Anthony L. Williams has a vision. He wants to share the story about the LGBT community and he wants to make sure that it’s done Carolina style.
Over the last number of months and years, Williams has been developing “Closet Case,” an independent dramatic comedy film project that tells the story of alpha-male, husband and father Axel’s overnight experience when he awakens after an evening of drinks with his gay friend Evan and finds the world is turned on its head. It seems that while he was passed out, gay society has become the norm. He’s now trapped in a predominately gay world. And, the story carries on from there as Axel navigates life in an alternate universe. Even though it is somewhat comedic in nature, the complexion of the piece is respectful. It does not take a side on the equality issue, but allows viewers the chance to see what life is like “with the shoe on the other foot.”
Inspiration for the film stems from his life experience growing up in Arkansas and living in the South where he was subjected to bullying as a child and has seen the injustices directed toward the LGBT community, especially African-American males.
Williams, who serves as the writer, director and producer through his Second Glance Films company, has been in the business of securing funds for the project so that it can become a reality. Even though the actual production of the film is yet to be made, one scene has already been shot. He was fortunate to have been able to obtain permission to get some footage during a recent Pride Winston-Salem celebration to blend into the storyline.

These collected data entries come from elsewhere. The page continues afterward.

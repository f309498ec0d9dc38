//! # Integration Tests
//!
//! Integration and end-to-end tests.
//!
//! Covers:
//! - Contract snapshots (config round trip, wire shape)
//! - Feed -> pipeline -> hub -> WebSocket subscriber flows

#[cfg(test)]
mod contract_tests {
    use config_loader::{ConfigFormat, ConfigLoader};
    use contracts::{FeedConfig, RelayConfig};

    #[test]
    fn test_empty_config_is_runnable() {
        let config = ConfigLoader::load_from_str("", ConfigFormat::Toml).unwrap();
        assert_eq!(config.server.bind_addr.port(), 8765);
        assert_eq!(config.feed.kind(), "mock");
    }

    #[test]
    fn test_config_round_trips_through_toml() {
        let mut config = RelayConfig::default();
        config.ingestion.channels.drs = "46".to_string();
        config.feed = FeedConfig::Replay {
            path: "race.jsonl".into(),
            speed: 2.0,
            loop_playback: true,
        };

        let text = ConfigLoader::to_toml(&config).unwrap();
        let reloaded = ConfigLoader::load_from_str(&text, ConfigFormat::Toml).unwrap();

        assert_eq!(reloaded.ingestion.channels, config.ingestion.channels);
        assert_eq!(reloaded.feed, config.feed);
    }
}

#[cfg(test)]
mod e2e_tests {
    use std::io::Write;
    use std::net::SocketAddr;
    use std::sync::Arc;
    use std::time::Duration;

    use config_loader::{ConfigFormat, ConfigLoader};
    use contracts::{
        ContractError, DeliveryOutcome, MessageSink, RelayConfig, SubscriberId, WireFrame,
    };
    use futures::StreamExt;
    use hub::{BroadcastHub, SubscriberHandle, SubscriberRegistry};
    use ingestion::{
        feed_channel, FeedExit, FeedSender, FeedSupervisor, IngestionPipeline, ReplayFeed,
    };
    use race_state::RaceStateCache;
    use serde_json::{json, Value};
    use server::RelayServer;
    use tokio::sync::watch;
    use tokio::task::JoinHandle;
    use tokio_tungstenite::tungstenite::Message;

    const WAIT: Duration = Duration::from_secs(5);

    type Client = tokio_tungstenite::WebSocketStream<
        tokio_tungstenite::MaybeTlsStream<tokio::net::TcpStream>,
    >;

    /// A full relay stack minus the feed source
    struct Stack {
        addr: SocketAddr,
        registry: Arc<SubscriberRegistry>,
        cache: Arc<RaceStateCache>,
        hub: Arc<BroadcastHub>,
        feed: FeedSender,
        shutdown: watch::Sender<bool>,
        flows: Vec<JoinHandle<()>>,
        server: JoinHandle<Result<(), server::ServerError>>,
    }

    impl Stack {
        async fn start(mut config: RelayConfig) -> Self {
            config.server.bind_addr = "127.0.0.1:0".parse().unwrap();

            let cache = Arc::new(RaceStateCache::new());
            let registry = Arc::new(SubscriberRegistry::new());
            let hub = Arc::new(BroadcastHub::new(Arc::clone(&registry)));

            let server = RelayServer::bind(&config, Arc::clone(&registry), Arc::clone(&cache))
                .await
                .unwrap();
            let addr = server.local_addr().unwrap();
            let (shutdown, shutdown_rx) = watch::channel(false);
            let server = tokio::spawn(server.serve(shutdown_rx));

            let (feed, receivers) = feed_channel(&config.ingestion);
            let pipeline = Arc::new(IngestionPipeline::new(
                config.ingestion.channels.clone(),
                Arc::clone(&cache),
                Arc::clone(&hub),
            ));
            let flows = pipeline.spawn(receivers);

            Self {
                addr,
                registry,
                cache,
                hub,
                feed,
                shutdown,
                flows,
                server,
            }
        }

        async fn connect(&self) -> Client {
            let (client, _) = tokio_tungstenite::connect_async(format!("ws://{}", self.addr))
                .await
                .unwrap();
            client
        }

        async fn wait_members(&self, expected: usize) {
            tokio::time::timeout(WAIT, async {
                while self.registry.len().await != expected {
                    tokio::time::sleep(Duration::from_millis(10)).await;
                }
            })
            .await
            .expect("registry never reached expected size");
        }

        async fn stop(self) {
            self.feed.close();
            for flow in self.flows {
                tokio::time::timeout(WAIT, flow).await.unwrap().unwrap();
            }
            self.shutdown.send(true).unwrap();
            tokio::time::timeout(WAIT, self.server)
                .await
                .unwrap()
                .unwrap()
                .unwrap();
        }
    }

    /// Publish metrics are recorded after acknowledgements, so poll for them
    async fn wait_publishes(hub: &BroadcastHub, expected: u64) {
        tokio::time::timeout(WAIT, async {
            while hub.metrics().publish_count() < expected {
                tokio::time::sleep(Duration::from_millis(10)).await;
            }
        })
        .await
        .expect("publish count never reached expected value");
    }

    async fn next_json(client: &mut Client) -> Value {
        loop {
            let message = tokio::time::timeout(WAIT, client.next())
                .await
                .expect("timed out waiting for message")
                .expect("stream ended")
                .expect("read error");
            if let Message::Text(text) = message {
                return serde_json::from_str(text.as_str()).unwrap();
            }
        }
    }

    /// Sink that never completes a send
    struct StalledSink;

    impl MessageSink for StalledSink {
        fn name(&self) -> &str {
            "stalled"
        }

        async fn send(&mut self, _frame: &WireFrame) -> Result<(), ContractError> {
            std::future::pending().await
        }

        async fn close(&mut self) -> Result<(), ContractError> {
            Ok(())
        }
    }

    /// End-to-end: feed -> pipeline -> cache + hub -> WebSocket subscribers
    #[tokio::test]
    async fn test_e2e_feed_to_subscribers() {
        let stack = Stack::start(RelayConfig::default()).await;

        let mut first = stack.connect().await;
        let init = next_json(&mut first).await;
        assert_eq!(init["type"], "init");
        assert!(init["data"]["positions"].as_object().unwrap().is_empty());
        stack.wait_members(1).await;

        stack
            .feed
            .deliver(
                "Position.z",
                json!([
                    {"RacingNumber": "44", "X": 100, "Y": -50, "Z": 3, "Status": "OnTrack"},
                    {"X": 1, "Y": 2},
                    {"RacingNumber": "1", "X": 7}
                ]),
            )
            .await
            .unwrap();

        let positions = next_json(&mut first).await;
        assert_eq!(positions["type"], "positions");
        let drivers: Vec<_> = positions["data"]
            .as_array()
            .unwrap()
            .iter()
            .map(|entry| entry["driver"].as_str().unwrap().to_string())
            .collect();
        assert_eq!(drivers, vec!["44", "1"]);
        assert_eq!(positions["data"][0]["pos"]["x"], 100.0);

        stack
            .feed
            .deliver(
                "CarData.z",
                json!([{"RacingNumber": "44", "Channels": {"0": 11000, "2": 305, "45": 12}}]),
            )
            .await
            .unwrap();

        let telemetry = next_json(&mut first).await;
        assert_eq!(telemetry["type"], "telemetry");
        assert_eq!(telemetry["data"][0]["telemetry"]["speed"], 305.0);
        assert_eq!(telemetry["data"][0]["telemetry"]["drs"], 12.0);

        // A late joiner starts from the accumulated state
        let mut second = stack.connect().await;
        let init = next_json(&mut second).await;
        assert_eq!(init["type"], "init");
        assert_eq!(init["data"]["positions"]["44"]["y"], -50.0);
        assert_eq!(init["data"]["positions"]["1"]["x"], 7.0);
        assert_eq!(init["data"]["telemetry"]["44"]["rpm"], 11000.0);
        assert_eq!(stack.cache.entity_count().await, 2);

        stack.stop().await;
    }

    #[tokio::test]
    async fn test_e2e_empty_batches_are_not_broadcast() {
        let stack = Stack::start(RelayConfig::default()).await;
        let mut client = stack.connect().await;
        next_json(&mut client).await;
        stack.wait_members(1).await;

        stack
            .feed
            .deliver("Position.z", json!([{"X": 1}, {"RacingNumber": ""}]))
            .await
            .unwrap();
        stack
            .feed
            .deliver("Position.z", json!([{"RacingNumber": "16", "X": 9}]))
            .await
            .unwrap();

        // The first message seen is the non-empty batch
        let message = next_json(&mut client).await;
        assert_eq!(message["type"], "positions");
        assert_eq!(message["data"][0]["driver"], "16");
        wait_publishes(&stack.hub, 1).await;
        assert_eq!(stack.hub.metrics().publish_count(), 1);

        stack.stop().await;
    }

    #[tokio::test]
    async fn test_e2e_stalled_subscriber_does_not_block_others() {
        let config = ConfigLoader::load_from_str(
            "[hub]\nsend_timeout_ms = 100\nsubscriber_queue_capacity = 4\n",
            ConfigFormat::Toml,
        )
        .unwrap();
        let stack = Stack::start(config.clone()).await;

        let stalled = Arc::new(SubscriberHandle::spawn(
            SubscriberId(10_000),
            StalledSink,
            config.hub.subscriber_queue_capacity,
            config.hub.send_timeout(),
        ));
        stack.registry.add(Arc::clone(&stalled)).await.unwrap();

        let mut client = stack.connect().await;
        next_json(&mut client).await;
        stack.wait_members(2).await;

        stack
            .feed
            .deliver("Position.z", json!([{"RacingNumber": "63", "X": 1}]))
            .await
            .unwrap();

        let message = next_json(&mut client).await;
        assert_eq!(message["data"][0]["driver"], "63");

        // The stalled send timed out and its worker closed the subscriber
        tokio::time::timeout(WAIT, stalled.closed()).await.unwrap();
        wait_publishes(&stack.hub, 1).await;
        let snapshot = stack.hub.metrics().snapshot();
        assert_eq!(snapshot.timed_out_count, 1);
        assert_eq!(snapshot.delivered_count, 1);

        // Later publishes see it as closed
        let report = stack
            .hub
            .publish_frame(
                &WireFrame::encode(&contracts::OutboundMessage::Positions(Vec::new())).unwrap(),
            )
            .await;
        assert_eq!(
            report.outcome(SubscriberId(10_000)),
            Some(&DeliveryOutcome::Closed)
        );

        stack.registry.remove(SubscriberId(10_000)).await;
        stalled.shutdown().await;
        stack.stop().await;
    }

    #[tokio::test]
    async fn test_e2e_channel_table_from_config() {
        let config = ConfigLoader::load_from_str(
            r#"{"ingestion": {"channels": {"drs": "46"}}}"#,
            ConfigFormat::Json,
        )
        .unwrap();
        let stack = Stack::start(config).await;
        let mut client = stack.connect().await;
        next_json(&mut client).await;
        stack.wait_members(1).await;

        stack
            .feed
            .deliver(
                "CarData.z",
                json!({"RacingNumber": 81, "Channels": {"45": 8, "46": 14}}),
            )
            .await
            .unwrap();

        let message = next_json(&mut client).await;
        assert_eq!(message["data"][0]["driver"], "81");
        assert_eq!(message["data"][0]["telemetry"]["drs"], 14.0);

        stack.stop().await;
    }

    #[tokio::test]
    async fn test_e2e_replay_feed_under_supervision() {
        let mut recording = tempfile::NamedTempFile::new().unwrap();
        for line in [
            r#"{"timestamp": 0.00, "topic": "Position.z", "records": [{"RacingNumber": "4", "X": 1}]}"#,
            r#"{"timestamp": 0.01, "topic": "TimingStats", "records": [{"RacingNumber": "4"}]}"#,
            "{broken",
            r#"{"timestamp": 0.02, "topic": "CarData.z", "records": [{"RacingNumber": "4", "Channels": {"3": 6}}]}"#,
            r#"{"timestamp": 0.03, "topic": "Position.z", "records": [{"RacingNumber": "4", "X": 2}]}"#,
        ] {
            writeln!(recording, "{line}").unwrap();
        }

        let stack = Stack::start(RelayConfig::default()).await;
        let mut client = stack.connect().await;
        next_json(&mut client).await;
        stack.wait_members(1).await;

        let (_stop, stop_rx) = watch::channel(false);
        let supervisor = FeedSupervisor::new(
            ReplayFeed::new(recording.path(), 10.0, false),
            contracts::RetryPolicy::default(),
            stack.feed.clone(),
            stop_rx,
        );
        let exit = tokio::time::timeout(WAIT, supervisor.run()).await.unwrap();
        assert_eq!(exit, FeedExit::Completed);

        let kinds: Vec<Value> = [
            next_json(&mut client).await,
            next_json(&mut client).await,
            next_json(&mut client).await,
        ]
        .into_iter()
        .map(|message| message["type"].clone())
        .collect();
        // Topics flow independently; position order is preserved
        assert_eq!(kinds.iter().filter(|k| *k == "positions").count(), 2);
        assert_eq!(kinds.iter().filter(|k| *k == "telemetry").count(), 1);

        let state = stack.cache.snapshot().await;
        assert_eq!(state.positions["4"].x, Some(2.0));
        assert_eq!(state.telemetry["4"].gear, Some(6.0));

        stack.stop().await;
    }
}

“Closet Case” has been cast and it will use professional talent from outside the Carolinas, plus locals. Williams shared that everything is all set to go pending securing the necessary funding to put the project into high gear. The target amount to do the whole project is about $150,000. Contributions are being handled through a partnership agreement with the Millennia Scope Entertainment Foundation which gives contributors a way to make tax-deducible gifts to the film either in a single or ongoing contribution or through an investment. Contributors are able to make contributions through the film’s website which interfaces with Millennia Scope. Also, businesses can have their goods used in the film as a product placement opportunity. The foundation is serving as the film’s fiscal sponsor. Once funding is secured the film will go into production. Williams does not want to do the shoot piecemeal and also wants to shoot it in one spance of time. Locking down talent (cast, crews, etc.) for a single given timespan will be more efficient.
The film also has national and local business sponsors and supporters such as Pride Winston-Salem, The Tyler Clementi Foundation, Crape Myrtle Festival, as well as individuals.
As an actor, Williams’ training consisted of five years of formal theater education, writing and production. He attended the University of Arkansas – Little Rock with a focus in English/Creative Writing. In 2008, he moved to Los Angeles, Calif., where he discovered his knack for all things behind the camera.
After having lived in Raleigh, N.C., for six months thereafter, he shared, he started his own film production company, Second Glance Productions, in addition to working freelance on other film productions that came into the state (“Iron Man 3,” “We’re the Millers,” “The Short Game,” etc). Even though he had great education to support his move into the film industry, most of his training and experience came from just being on set, he added.